High reliability healthcare


High reliability healthcare

If the healthcare industry were to adopt the characteristics and methodologies of other dangerous industries, could reliability be improved? Dr Dan Cohen from Datix offers a personal perspective.

The healthcare industry is defined by continuous change. However, continuous change does not necessarily mean continuous improvement. Emerging technologies provide great promise for advancing diagnostic and therapeutic options although there is a liability that the increasing number and complexity of healthcare options raises the risk of latent system failures possibly harming patients.

Every day thousands of patients are harmed and hundreds die in modern well-equipped hospitals staffed by highly trained individuals that have devoted themselves to careers as helpers. Benevolent intentions do not necessarily translate to safety, however, and some of the reasons for this are known, some unknown. No matter how you choose to cut the pie, the healthcare industry is dangerous for patients and also for staff working inside the industry. The challenge that remains is to understand how so many things can go wrong when the intention is to achieve quality outcomes.

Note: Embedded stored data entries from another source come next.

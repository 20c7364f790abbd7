use crate::action::Action;
use super::validate_task;
use crate::engine::{ActionSpec, EngineError, Task};
use crate::state::StateStore;
use async_trait::async_trait;
use std::error::Error;

struct Noop;

#[async_trait]
impl Action for Noop {
    async fn complete(&self, _state: &StateStore) -> Result<(), Box<dyn Error + Send + Sync>> {
        Ok(())
    }
}

#[test]
fn test_declared_reference_passes() {
    let task = Task::new()
        .then([ActionSpec::named("download", Noop)])
        .after("download", [ActionSpec::run(Noop)]);

    assert!(validate_task(&task).is_ok());
}

#[test]
fn test_unknown_gating_reference_is_rejected() {
    let task = Task::new()
        .then([ActionSpec::named("download", Noop)])
        .after("ghost", [ActionSpec::run(Noop)]);

    match validate_task(&task) {
        Err(EngineError::UnknownReference { name }) => assert_eq!(name, "ghost"),
        other => panic!("expected UnknownReference, got {:?}", other),
    }
}

#[test]
fn test_unknown_reference_spec_is_rejected() {
    let task = Task::new()
        .then([ActionSpec::named("a", Noop)])
        .then([ActionSpec::reference("b")]);

    match validate_task(&task) {
        Err(EngineError::UnknownReference { name }) => assert_eq!(name, "b"),
        other => panic!("expected UnknownReference, got {:?}", other),
    }
}

#[test]
fn test_name_declared_inside_branch_counts() {
    let task = Task::new()
        .if_then(|_| true, [ActionSpec::named("inner", Noop)])
        .after("inner", [ActionSpec::run(Noop)]);

    assert!(validate_task(&task).is_ok());
}

#[test]
fn test_name_declared_inside_gated_sub_task_counts() {
    let task = Task::new()
        .then([ActionSpec::named("a", Noop)])
        .after("a", [ActionSpec::named("b", Noop)])
        .after("b", [ActionSpec::run(Noop)]);

    assert!(validate_task(&task).is_ok());
}

#[test]
fn test_otherwise_without_if_then_is_rejected() {
    let task = Task::new()
        .then([ActionSpec::run(Noop)])
        .otherwise([ActionSpec::run(Noop)]);

    assert!(matches!(
        validate_task(&task),
        Err(EngineError::DanglingOtherwise)
    ));
}

#[test]
fn test_double_otherwise_is_rejected() {
    let task = Task::new()
        .if_then(|_| true, [ActionSpec::run(Noop)])
        .otherwise([ActionSpec::run(Noop)])
        .otherwise([ActionSpec::run(Noop)]);

    assert!(matches!(
        validate_task(&task),
        Err(EngineError::DanglingOtherwise)
    ));
}
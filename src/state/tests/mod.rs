use crate::state::StateStore;
use serde_json::{json, Value};

#[test]
fn test_set_then_get_round_trip() {
    let store = StateStore::new(json!({}));

    store.set("config.name", "demo");
    store.set("config.port", 8080);
    store.set("ready", true);

    assert_eq!(store.get("config.name"), json!("demo"));
    assert_eq!(store.get("config.port"), json!(8080));
    assert_eq!(store.get("ready"), json!(true));
}

#[test]
fn test_get_missing_path_returns_null() {
    let store = StateStore::new(json!({}));

    assert_eq!(store.get("nothing"), Value::Null);
    assert_eq!(store.get("deeply.nested.nothing"), Value::Null);

    // A present prefix with a missing tail is still just null.
    store.set("a.b", 1);
    assert_eq!(store.get("a.b.c"), Value::Null);
    assert_eq!(store.get("a.c"), Value::Null);
}

#[test]
fn test_set_creates_intermediate_objects() {
    let store = StateStore::new(json!({}));

    store.set("files.output.path", "/tmp/out");

    assert_eq!(
        store.snapshot(),
        json!({ "files": { "output": { "path": "/tmp/out" } } })
    );
}

#[test]
fn test_set_overwrites_leaf() {
    let store = StateStore::new(json!({ "count": 1 }));

    store.set("count", 2);
    assert_eq!(store.get("count"), json!(2));
}

#[test]
fn test_set_replaces_non_object_intermediate() {
    let store = StateStore::new(json!({ "slot": "scalar" }));

    store.set("slot.inner", true);
    assert_eq!(store.get("slot.inner"), json!(true));
}

#[test]
fn test_null_initial_state_becomes_empty_object() {
    let store = StateStore::new(Value::Null);

    assert_eq!(store.snapshot(), json!({}));
    store.set("k", "v");
    assert_eq!(store.get("k"), json!("v"));
}

#[test]
fn test_clones_share_the_same_tree() {
    let store = StateStore::new(json!({}));
    let handle = store.clone();

    handle.set("shared", 42);
    assert_eq!(store.get("shared"), json!(42));
}
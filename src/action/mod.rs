use async_trait::async_trait;
use std::error::Error;

use crate::state::StateStore;

pub mod example_action;

#[cfg(test)]
mod tests;

/// The atomic unit of work in a workflow.
///
/// `complete` is mandatory and performs the action's one asynchronous
/// operation against the shared state. `revert` undoes its side effects
/// (delete a created directory, kill a spawned process) and defaults to a
/// no-op; the scheduler calls it only on actions whose `complete`
/// previously succeeded, and only when the run subsequently fails.
///
/// All side effects live inside `complete`/`revert`; actions never talk to
/// each other directly, only through the [`StateStore`] and the
/// scheduler's completion signals.
#[async_trait]
pub trait Action: Send + Sync {
    async fn complete(&self, state: &StateStore) -> Result<(), Box<dyn Error + Send + Sync>>;

    async fn revert(&self, _state: &StateStore) -> Result<(), Box<dyn Error + Send + Sync>> {
        Ok(())
    }
}
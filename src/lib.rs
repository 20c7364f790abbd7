//! # Saga Engine
//!
//! An asynchronous, in-process task orchestration engine for Rust that
//! sequences interdependent units of work and compensates for failure by
//! rolling back everything that had already completed.
//!
//! ## Features
//!
//! - Compose workflows out of stages of concurrently-running actions
//! - Gate sub-tasks on specifically named actions, not whole stages
//! - Runtime conditional branches (`if_then` / `otherwise`)
//! - Shared, dot-path-addressable state store threaded through the run
//! - Compensating rollback of every completed action on failure
//!
//! ## Example
//!
//! ```rust
//! use async_trait::async_trait;
//! use saga_engine::{Action, ActionSpec, StateStore, Task};
//! use serde_json::json;
//! use std::error::Error;
//!
//! struct Download;
//!
//! #[async_trait]
//! impl Action for Download {
//!     async fn complete(&self, state: &StateStore) -> Result<(), Box<dyn Error + Send + Sync>> {
//!         state.set("files.ready", true);
//!         Ok(())
//!     }
//! }
//!
//! struct WriteConfig;
//!
//! #[async_trait]
//! impl Action for WriteConfig {
//!     async fn complete(&self, state: &StateStore) -> Result<(), Box<dyn Error + Send + Sync>> {
//!         state.set("config.written", true);
//!         Ok(())
//!     }
//! }
//!
//! #[tokio::main]
//! async fn main() {
//!     let task = Task::new()
//!         .then([ActionSpec::named("download", Download)])
//!         .after("download", [ActionSpec::run(WriteConfig)]);
//!
//!     let state = task.start(json!({})).await.expect("workflow failed");
//!     assert_eq!(state.get("files.ready"), json!(true));
//!     assert_eq!(state.get("config.written"), json!(true));
//! }
//! ```
//!
//! ## License
//!
//! Licensed under the MIT license. See the [LICENSE](LICENSE) file for details.

pub mod action;
pub mod engine;
pub mod state;

pub use action::Action;
pub use engine::{ActionSpec, BlockingRefs, EngineError, Task};
pub use state::StateStore;
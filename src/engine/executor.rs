use futures::future::join_all;
use log::{debug, error, info};
use std::collections::HashSet;
use std::sync::Arc;

use super::context::{GatedSubTask, ReferenceState, RunContext};
use super::error::EngineError;
use super::spec::{ActionSpec, SpecKind};
use super::task::Task;
use crate::action::Action;

/// Runs one concurrent stage: instantiates every spec, joins all of them
/// (the stage barrier), then records the first failure in declaration
/// order into the shared failure slot.
pub(crate) async fn run_stage(specs: Vec<ActionSpec>, ctx: &RunContext) {
    // A stage with zero specs is legal and resolves immediately.
    if specs.is_empty() {
        return;
    }

    let mut work = Vec::with_capacity(specs.len());
    for spec in specs {
        work.push(run_spec(spec, ctx));
    }

    let results = join_all(work).await;
    for result in results {
        if let Err(err) = result {
            ctx.failure.record(err);
            break;
        }
    }
}

async fn run_spec(spec: ActionSpec, ctx: &RunContext) -> Result<(), EngineError> {
    match spec.kind {
        SpecKind::Anonymous { label, action } => {
            run_action(label.to_string(), action, None, ctx).await
        }
        SpecKind::Named { name, action } => {
            ctx.references.register(&name);
            run_action(name.clone(), action, Some(name), ctx).await
        }
        SpecKind::Reference { name } => {
            let Some(mut rx) = ctx.references.subscribe(&name) else {
                return Err(EngineError::UnknownReference { name });
            };
            // Wait for the referenced action to settle. If it failed, its
            // own stage reports the failure; this waiter just unblocks.
            let _ = rx.wait_for(|s| *s != ReferenceState::Pending).await;
            Ok(())
        }
    }
}

/// Drives one action's `complete`, then records completion and settles
/// its reference. Settlement happens as soon as this action finishes,
/// inside the stage barrier, so gated sub-tasks unlock mid-stage.
async fn run_action(
    label: String,
    action: Arc<dyn Action>,
    reference: Option<String>,
    ctx: &RunContext,
) -> Result<(), EngineError> {
    info!("action '{}' starting", label);

    match action.complete(&ctx.store).await {
        Ok(()) => {
            info!("action '{}' completed", label);
            ctx.completed.record(label, action);
            if let Some(name) = reference {
                ctx.references.settle(&name, ReferenceState::Completed);
                unlock_gated(&name, ctx);
            }
            Ok(())
        }
        Err(source) => {
            error!("action '{}' failed: {}", label, source);
            if let Some(name) = reference {
                ctx.references.settle(&name, ReferenceState::Failed);
            }
            Err(EngineError::ActionFailed { label, source })
        }
    }
}

/// Registers a task's gated sub-tasks with the run. References that have
/// already completed do not block; a sub-task whose blocking set is
/// already empty starts immediately.
pub(crate) fn enqueue_gated(entries: Vec<(Vec<String>, Task)>, ctx: &RunContext) {
    let mut ready = Vec::new();
    {
        let mut gated = ctx.gated.lock().unwrap();
        for (names, task) in entries {
            let mut remaining = HashSet::new();
            for name in names {
                if ctx.references.state(&name) != Some(ReferenceState::Completed) {
                    remaining.insert(name);
                }
            }
            if remaining.is_empty() {
                ready.push(task);
            } else {
                gated.push(GatedSubTask {
                    remaining,
                    task: Some(task),
                });
            }
        }
    }

    for task in ready {
        spawn_sub_task(task, ctx);
    }
}

/// Removes `name` from every gated sub-task's blocking set and spawns the
/// ones whose set became empty. Called when the action named `name`
/// completes.
fn unlock_gated(name: &str, ctx: &RunContext) {
    let mut ready = Vec::new();
    {
        let mut gated = ctx.gated.lock().unwrap();
        for entry in gated.iter_mut() {
            if entry.remaining.remove(name) && entry.remaining.is_empty() {
                if let Some(task) = entry.task.take() {
                    ready.push(task);
                }
            }
        }
    }

    for task in ready {
        spawn_sub_task(task, ctx);
    }
}

/// Starts a gated sub-task, concurrent with whatever stage the declaring
/// task is still draining. Nothing new is started once a failure is
/// recorded.
fn spawn_sub_task(task: Task, ctx: &RunContext) {
    if ctx.failure.halted() {
        debug!("skipping gated sub-task, run already failed");
        return;
    }

    debug!("starting gated sub-task");
    // The guard keeps the run's liveness channel open until this sub-task
    // (and anything it spawns in turn) has settled.
    let guard = ctx.live.clone();
    let ctx = ctx.clone();
    tokio::spawn(async move {
        task.run(ctx).await;
        drop(guard);
    });
}
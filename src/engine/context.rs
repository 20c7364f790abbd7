use std::collections::{HashMap, HashSet};
use std::sync::{Arc, Mutex};
use tokio::sync::{mpsc, watch};

use super::error::EngineError;
use super::task::Task;
use crate::action::Action;
use crate::state::StateStore;

/// Terminal outcome of a named action, observed through its reference.
#[derive(Debug, Clone, Copy, PartialEq, Eq)]
pub(crate) enum ReferenceState {
    Pending,
    Completed,
    Failed,
}

/// Name -> settlement signal for every named action instantiated so far.
///
/// Entries are created when a named spec is instantiated; waiters
/// subscribe to the watch channel and resolve once the action settles.
#[derive(Clone)]
pub(crate) struct ReferenceMap {
    inner: Arc<Mutex<HashMap<String, watch::Sender<ReferenceState>>>>,
}

impl ReferenceMap {
    pub fn new() -> Self {
        Self {
            inner: Arc::new(Mutex::new(HashMap::new())),
        }
    }

    /// Registers `name` as pending. A re-registered name replaces the
    /// previous entry.
    pub fn register(&self, name: &str) {
        let (tx, _rx) = watch::channel(ReferenceState::Pending);
        self.inner.lock().unwrap().insert(name.to_string(), tx);
    }

    pub fn settle(&self, name: &str, state: ReferenceState) {
        if let Some(tx) = self.inner.lock().unwrap().get(name) {
            tx.send_replace(state);
        }
    }

    /// Current state of `name`, or `None` if it was never registered.
    pub fn state(&self, name: &str) -> Option<ReferenceState> {
        self.inner
            .lock()
            .unwrap()
            .get(name)
            .map(|tx| *tx.borrow())
    }

    pub fn subscribe(&self, name: &str) -> Option<watch::Receiver<ReferenceState>> {
        self.inner
            .lock()
            .unwrap()
            .get(name)
            .map(|tx| tx.subscribe())
    }
}

/// A gated sub-task and the references still blocking it. The task is
/// taken out when the remaining set empties; entries that never unlock
/// are discarded when the run finishes.
pub(crate) struct GatedSubTask {
    pub remaining: HashSet<String>,
    pub task: Option<Task>,
}

/// An action whose `complete` succeeded, kept for compensating rollback.
pub(crate) struct CompletedAction {
    pub label: String,
    pub action: Arc<dyn Action>,
}

/// Completion-ordered log of successful actions.
#[derive(Clone)]
pub(crate) struct CompletionLog {
    inner: Arc<Mutex<Vec<CompletedAction>>>,
}

impl CompletionLog {
    pub fn new() -> Self {
        Self {
            inner: Arc::new(Mutex::new(Vec::new())),
        }
    }

    pub fn record(&self, label: String, action: Arc<dyn Action>) {
        self.inner
            .lock()
            .unwrap()
            .push(CompletedAction { label, action });
    }

    /// Drains the log in reverse-completion (LIFO) order for rollback.
    pub fn drain_reverse(&self) -> Vec<CompletedAction> {
        let mut entries: Vec<CompletedAction> =
            self.inner.lock().unwrap().drain(..).collect();
        entries.reverse();
        entries
    }
}

/// First-failure slot. Once set, the scheduler stops starting new stages
/// and new sub-tasks; in-flight actions still run to settlement.
#[derive(Clone)]
pub(crate) struct FailureSlot {
    error: Arc<Mutex<Option<EngineError>>>,
}

impl FailureSlot {
    pub fn new() -> Self {
        Self {
            error: Arc::new(Mutex::new(None)),
        }
    }

    /// Records `err` unless a failure was already recorded; later failures
    /// are logged by their own call sites but never replace the first.
    pub fn record(&self, err: EngineError) {
        let mut slot = self.error.lock().unwrap();
        if slot.is_none() {
            *slot = Some(err);
        }
    }

    pub fn halted(&self) -> bool {
        self.error.lock().unwrap().is_some()
    }

    pub fn take(&self) -> Option<EngineError> {
        self.error.lock().unwrap().take()
    }
}

/// Everything one run shares across its stages, branch arms, and gated
/// sub-tasks. Cloned into every spawned sub-task; the `live` sender
/// doubles as a liveness guard, `Task::start` waits for the channel to
/// close before it resolves or rolls back.
#[derive(Clone)]
pub(crate) struct RunContext {
    pub store: StateStore,
    pub references: ReferenceMap,
    pub gated: Arc<Mutex<Vec<GatedSubTask>>>,
    pub completed: CompletionLog,
    pub failure: FailureSlot,
    pub live: mpsc::UnboundedSender<()>,
}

High reliability organizations (HROs) are those that function in industries that are inherently dangerous and that have established cultures and supporting processes designed to dramatically reduce the likelihood of human error and harm. HROs recognize that in the interactions between humans and technologies it is the humans that represent the most substantial sources of risk. For example, in the aviation industry airplanes are so well designed, with multiply redundant highly engineered systems, that the risks arise primarily from the aircrew. Human beings and human factors are the sources of most risk.

It has been argued that if the healthcare industry were simply to adopt the characteristics and methodologies of other dangerous industries, if it adopted the principles of HROs, it would move the bar for quality and safety higher and would improve outcomes. If this is true, why is there such inertia in the healthcare system; inertia that plagues improvement strategies?

My perspective is that the healthcare industry possesses a variety of complex and unique characteristics. Even though principles that work in HROs can be transferred or translated to healthcare in specific circumstances, there are other factors that encumber processes that may not apply to other industries.

Authors Karl Weick and Kathleen Sutcliffe have summarized the operations of a HRO as:

• Sensitivity to operations—a constant awareness by leaders and staff to risks and prevention, a mindfulness of the complexities of systems in which they work and on which they rely; 

• Reluctance to simplify—avoidance of overly simplistic explanations for risks or failures and a commitment to delve deeply to understand sources of risk and vulnerabilities within systems;

• Preoccupation with failure—a focus on predicting and eliminating catastrophes rather than reacting to them; a ‘collective mindfulness’ that things will go wrong and that near-misses are opportunities to learn;

• Deference to expertise—leaders and supervisors listening to and seeking advice from front-line staff who know how processes really work and where risks arise; and

• Resilience—leaders and staff trained and prepared to respond when systems fail and that work effectively as teams to overcome urgent challenges.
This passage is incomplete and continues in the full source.